NexGen Computing -- INTERFACE -- The next generation interface is bound to be a combination of stuff poping up on Nooface and Wearables.org, two of the coolest sites on the net, IMHO. Check 'em out to see what's been going on since you saw Lawnmower Man. Graphically, i3dimensions has a great product that should be open souced as soon as humanly possible. Combined with grid rendering (below), the 3d internet may not be so far away after all. Finally, if the bulky gloves and suits turned you off the first time, sensors from Silicon Sensing (providers to the Segway Human Transporter) and accellerometers from IME may make the old VR scuba gear all but obselete. Combined with conductive fabric from Elektex, your new VR gloves might look more like Isotoners (tm) instead of something you ripped off from a wayward hockey player.
NexGen Computing -- SOUND -- NXT Sound.

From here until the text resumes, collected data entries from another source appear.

use std::sync::Arc;
use std::time::Duration;

use moka::future::Cache;
use tracing::{debug, warn};
use xxhash_rust::xxh3::xxh3_64;

use super::scorer::{SentimentDetection, SentimentScorer};
use super::scoring::{ScoringConfig, weighted_sentiment};
use crate::core::events::{CanonicalTranscriptEvent, SentimentScores};

/// Enrichment settings.
#[derive(Debug, Clone)]
pub struct SentimentConfig {
    pub scoring: ScoringConfig,
    /// Language hint passed to the scorer.
    pub language_code: String,
    pub cache_capacity: u64,
    pub cache_ttl: Duration,
}

impl Default for SentimentConfig {
    fn default() -> Self {
        Self {
            scoring: ScoringConfig::default(),
            language_code: "en".to_string(),
            cache_capacity: 10_000,
            cache_ttl: Duration::from_secs(3600),
        }
    }
}

/// Attaches sentiment to final participant segments.
///
/// Inline labels from the source are used as-is. Otherwise the configured
/// scorer is called, with results cached by `(language, text)` hash so a
/// replayed segment does not hit the scorer twice.
#[derive(Clone)]
pub struct SentimentEnricher {
    scorer: Option<Arc<dyn SentimentScorer>>,
    cache: Cache<u64, SentimentDetection>,
    config: SentimentConfig,
}

impl std::fmt::Debug for SentimentEnricher {
    fn fmt(&self, f: &mut std::fmt::Formatter<'_>) -> std::fmt::Result {
        f.debug_struct("SentimentEnricher")
            .field("has_scorer", &self.scorer.is_some())
            .field("config", &self.config)
            .finish()
    }
}

impl SentimentEnricher {
    pub fn new(scorer: Option<Arc<dyn SentimentScorer>>, config: SentimentConfig) -> Self {
        let cache = Cache::builder()
            .max_capacity(config.cache_capacity)
            .time_to_live(config.cache_ttl)
            .build();
        Self {
            scorer,
            cache,
            config,
        }
    }

    /// Enricher that only applies inline labels.
    pub fn inline_only(config: SentimentConfig) -> Self {
        Self::new(None, config)
    }

    pub fn config(&self) -> &SentimentConfig {
        &self.config
    }

    /// Whether `event` needs an external scorer call.
    pub fn needs_scoring(&self, event: &CanonicalTranscriptEvent) -> bool {
        self.scorer.is_some()
            && !event.is_partial
            && event.channel.is_participant()
            && event.sentiment.is_none()
            && !event.transcript.trim().is_empty()
    }

    /// Weight an inline label already present on the event.
    ///
    /// Labels without raw scores are treated as fully confident.
    pub fn apply_inline(&self, event: &mut CanonicalTranscriptEvent) {
        let Some(label) = event.sentiment else {
            return;
        };
        if event.is_partial {
            return;
        }
        let scores = event
            .sentiment_score
            .unwrap_or_else(|| SentimentScores::certain(label));
        let weighted = weighted_sentiment(label, &scores, &self.config.scoring);
        event.sentiment = Some(weighted.label);
        event.sentiment_score = Some(scores);
        event.sentiment_weighted = weighted.score;
    }

    /// Return `event` with sentiment attached when possible.
    ///
    /// Scorer failures are logged and leave the event without sentiment.
    pub async fn enrich(&self, mut event: CanonicalTranscriptEvent) -> CanonicalTranscriptEvent {
        if event.sentiment.is_some() {
            self.apply_inline(&mut event);
            return event;
        }
        if !self.needs_scoring(&event) {
            return event;
        }

        match self.detect(&event.transcript).await {
            Ok(detection) => {
                let weighted =
                    weighted_sentiment(detection.label, &detection.scores, &self.config.scoring);
                debug!(
                    call_id = %event.call_id,
                    segment_id = %event.segment_id,
                    label = weighted.label.as_str(),
                    score = ?weighted.score,
                    "Sentiment detected"
                );
                event.sentiment = Some(weighted.label);
                event.sentiment_score = Some(detection.scores);
                event.sentiment_weighted = weighted.score;
            }
            Err(e) => {
                warn!(
                    call_id = %event.call_id,
                    segment_id = %event.segment_id,
                    error = %e,
                    "Sentiment detection failed, continuing without sentiment"
                );
            }
        }
        event
    }

    async fn detect(&self, text: &str) -> crate::errors::ProcessorResult<SentimentDetection> {
        let Some(scorer) = self.scorer.as_ref() else {
            return Err(crate::errors::ProcessorError::Scorer(
                "no sentiment scorer configured".to_string(),
            ));
        };

        let language = &self.config.language_code;
        let key = cache_key(language, text);
        if let Some(hit) = self.cache.get(&key).await {
            return Ok(hit);
        }

        let detection = scorer.detect_sentiment(text, language).await?;
        self.cache.insert(key, detection).await;
        Ok(detection)
    }
}

fn cache_key(language: &str, text: &str) -> u64 {
    let mut bytes = Vec::with_capacity(language.len() + text.len() + 1);
    bytes.extend_from_slice(language.as_bytes());
    bytes.push(0x1f);
    bytes.extend_from_slice(text.as_bytes());
    xxh3_64(&bytes)
}

#[cfg(test)]
mod tests {
    use super::*;
    use crate::core::events::{Channel, SentimentLabel, TRANSCRIBING_STATUS};
    use crate::errors::{ProcessorError, ProcessorResult};
    use async_trait::async_trait;
    use std::sync::atomic::{AtomicUsize, Ordering};

    struct FixedScorer {
        calls: AtomicUsize,
        detection: Option<SentimentDetection>,
    }

    #[async_trait]
    impl SentimentScorer for FixedScorer {
        async fn detect_sentiment(
            &self,
            _text: &str,
            _language_code: &str,
        ) -> ProcessorResult<SentimentDetection> {
            self.calls.fetch_add(1, Ordering::SeqCst);
            self.detection
                .ok_or_else(|| ProcessorError::Scorer("throttled".to_string()))
        }
    }

    fn segment(channel: Channel, text: &str) -> CanonicalTranscriptEvent {
        CanonicalTranscriptEvent {
            call_id: "call-1".into(),
            channel,
            segment_id: "seg-1".into(),
            start_time: 0.0,
            end_time: 1.0,
            transcript: text.into(),
            is_partial: false,
            sentiment: None,
            sentiment_score: None,
            sentiment_weighted: None,
            issues_detected: None,
            created_at: "2024-05-01T12:00:00.000000Z".into(),
            expires_after: 0,
            status: TRANSCRIBING_STATUS.into(),
        }
    }

    fn enricher(detection: Option<SentimentDetection>) -> (SentimentEnricher, Arc<FixedScorer>) {
        let scorer = Arc::new(FixedScorer {
            calls: AtomicUsize::new(0),
            detection,
        });
        let enricher = SentimentEnricher::new(
            Some(scorer.clone() as Arc<dyn SentimentScorer>),
            SentimentConfig::default(),
        );
        (enricher, scorer)
    }

    #[tokio::test]
    async fn test_scorer_result_is_weighted_and_cached() {
        let (enricher, scorer) = enricher(Some(SentimentDetection {
            label: SentimentLabel::Positive,
            scores: SentimentScores {
                positive: 0.9,
                ..Default::default()
            },
        }));

        let first = enricher.enrich(segment(Channel::Caller, "thanks a lot")).await;
        assert_eq!(first.sentiment, Some(SentimentLabel::Positive));
        assert_eq!(first.sentiment_weighted, Some(4.5));

        let second = enricher.enrich(segment(Channel::Caller, "thanks a lot")).await;
        assert_eq!(second.sentiment_weighted, Some(4.5));
        assert_eq!(scorer.calls.load(Ordering::SeqCst), 1);
    }

    #[tokio::test]
    async fn test_inline_label_skips_scorer() {
        let (enricher, scorer) = enricher(None);
        let mut event = segment(Channel::Caller, "this is terrible");
        event.sentiment = Some(SentimentLabel::Negative);

        let enriched = enricher.enrich(event).await;
        assert_eq!(enriched.sentiment_weighted, Some(-5.0));
        assert_eq!(scorer.calls.load(Ordering::SeqCst), 0);
    }

    #[tokio::test]
    async fn test_scorer_failure_leaves_event_unscored() {
        let (enricher, scorer) = enricher(None);
        let enriched = enricher.enrich(segment(Channel::Agent, "hello")).await;
        assert!(enriched.sentiment.is_none());
        assert!(enriched.sentiment_weighted.is_none());
        assert_eq!(scorer.calls.load(Ordering::SeqCst), 1);
    }

    #[test]
    fn test_needs_scoring_filters() {
        let (enricher, _) = enricher(None);
        assert!(enricher.needs_scoring(&segment(Channel::Caller, "hi")));
        assert!(!enricher.needs_scoring(&segment(Channel::AgentAssistant, "hi")));
        assert!(!enricher.needs_scoring(&segment(Channel::Caller, "   ")));

        let mut partial = segment(Channel::Caller, "hi");
        partial.is_partial = true;
        assert!(!enricher.needs_scoring(&partial));

        let inline_only = SentimentEnricher::inline_only(SentimentConfig::default());
        assert!(!inline_only.needs_scoring(&segment(Channel::Caller, "hi")));
    }

    #[test]
    fn test_cache_key_separates_language() {
        assert_ne!(cache_key("en", "hola"), cache_key("es", "hola"));
    }
}
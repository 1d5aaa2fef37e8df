//! Thresholded projection of a categorical label onto a numeric scale.

use crate::core::events::{SentimentLabel, SentimentScores};

/// Weighted scoring parameters.
#[derive(Debug, Clone, PartialEq)]
pub struct ScoringConfig {
    /// Magnitude of a fully confident POSITIVE or NEGATIVE score.
    pub scale_range: f64,
    /// Minimum raw positive confidence for a POSITIVE label to count.
    pub positive_threshold: f64,
    /// Minimum raw negative confidence for a NEGATIVE label to count.
    /// A POSITIVE label whose raw negative confidence exceeds it is reclassified.
    pub negative_threshold: f64,
}

impl Default for ScoringConfig {
    fn default() -> Self {
        Self {
            scale_range: 5.0,
            positive_threshold: 0.4,
            negative_threshold: 0.4,
        }
    }
}

/// Outcome of weighting one detection.
#[derive(Debug, Clone, Copy, PartialEq)]
pub struct WeightedSentiment {
    /// Label after the negativity override.
    pub label: SentimentLabel,
    /// `None` for NEUTRAL/MIXED and for labels under their threshold.
    pub score: Option<f64>,
}

/// Compute the weighted score for a detected label.
///
/// ```
/// use call_event_processor::core::events::{SentimentLabel, SentimentScores};
/// use call_event_processor::core::sentiment::{ScoringConfig, weighted_sentiment};
///
/// let scores = SentimentScores { positive: 0.9, ..Default::default() };
/// let weighted = weighted_sentiment(SentimentLabel::Positive, &scores, &ScoringConfig::default());
/// assert_eq!(weighted.score, Some(4.5));
/// ```
pub fn weighted_sentiment(
    label: SentimentLabel,
    scores: &SentimentScores,
    config: &ScoringConfig,
) -> WeightedSentiment {
    let label = match label {
        SentimentLabel::Positive if scores.negative > config.negative_threshold => {
            SentimentLabel::Negative
        }
        other => other,
    };

    let score = match label {
        SentimentLabel::Positive if scores.positive >= config.positive_threshold => {
            Some(config.scale_range * scores.positive)
        }
        SentimentLabel::Negative if scores.negative >= config.negative_threshold => {
            Some(-config.scale_range * scores.negative)
        }
        _ => None,
    };

    WeightedSentiment { label, score }
}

Sonic wallpaper. 'Nuff said.
NexGen Computing -- STORAGE -- For a quick primer on the principles and promise of holographic storage, try this SciAm article. The best work to date is being done in Japan by Myeongkyu Lee using UV light to cure and erase the holographically stored data. The hope? One terabyte of storage per cubic inch. A new spatial light modulator may help them reach those densities.
NexGen Computing -- MEMORY -- Quantum memory is starting to come online both for silicon and optical applications. Quantum Tunneling memory or TSRAMs are more suited to silicon applications, while Quantum Well Memory looks poised to dominate optics. For heady research, try here. Manufacturing difficulties are currently being overcome.

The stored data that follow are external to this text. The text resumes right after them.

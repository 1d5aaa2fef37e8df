//! Invocation handlers
//!
//! - `records` - stream record envelope decoding
//! - `batch` - per-invocation orchestration from records to persisted state

pub mod batch;
pub mod records;

// Re-export commonly used handler types for convenient access
pub use batch::{
    BatchError, BatchInput, BatchItemFailure, BatchOrchestrator, BatchOutput, BatchResults,
};
pub use records::{DecodedRecord, StreamRecord, decode_record, encode_record};
//! Call state aggregation and durable persistence.
//!
//! - [`CallStateAggregator`] folds mutation results into [`CallState`].
//! - [`StateStore`] restores state from, and appends snapshots to, a
//!   [`StateBackend`] around one batch.

mod aggregator;
mod backend;
mod merge;
pub mod rollup;
mod store;
mod types;


pub use aggregator::{AggregatorConfig, BatchExitReport, CallStateAggregator};
pub use backend::{DynamoDbStateBackend, MemoryStateBackend};
pub use merge::deep_merge;
pub use store::{
    RestoredState, SnapshotRows, StateBackend, StatePayload, StateRow, StateScope, StateStore,
    StateStoreConfig, WindowFlags, decode_payload,
};
pub use types::{
    CallSentiment, CallState, CallStatus, PerCallState, PerChannelState, QuarterBucket,
    SentimentByPeriod, SentimentEntry,
};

NexGen Computing -- OPTICAL -- Optical technologies have had a slow start, but some brilliant work is being done in the field. Lenslet is doing amazing research into optical DSP chips, and is currently shipping Tera-ops reconfigurable DSPs A truly amazing product. Trellis Photonics is pioneering electroholographic routing which will inevitably find its way inside an all-optical computer. Google around on their researchers and see what they're up to...Primarion is already putting fiber in the box in order to max out throughput, and judging from this SPIE report, we're getting very close to having electro-optic hybrids some time soon. The holy grail, though, is all-optical soliton computing, which stands to blow away anything previously conceived by getting light to steer light impulses in an on-the-fly, reconfigurable optical architecture. Please let this come to market....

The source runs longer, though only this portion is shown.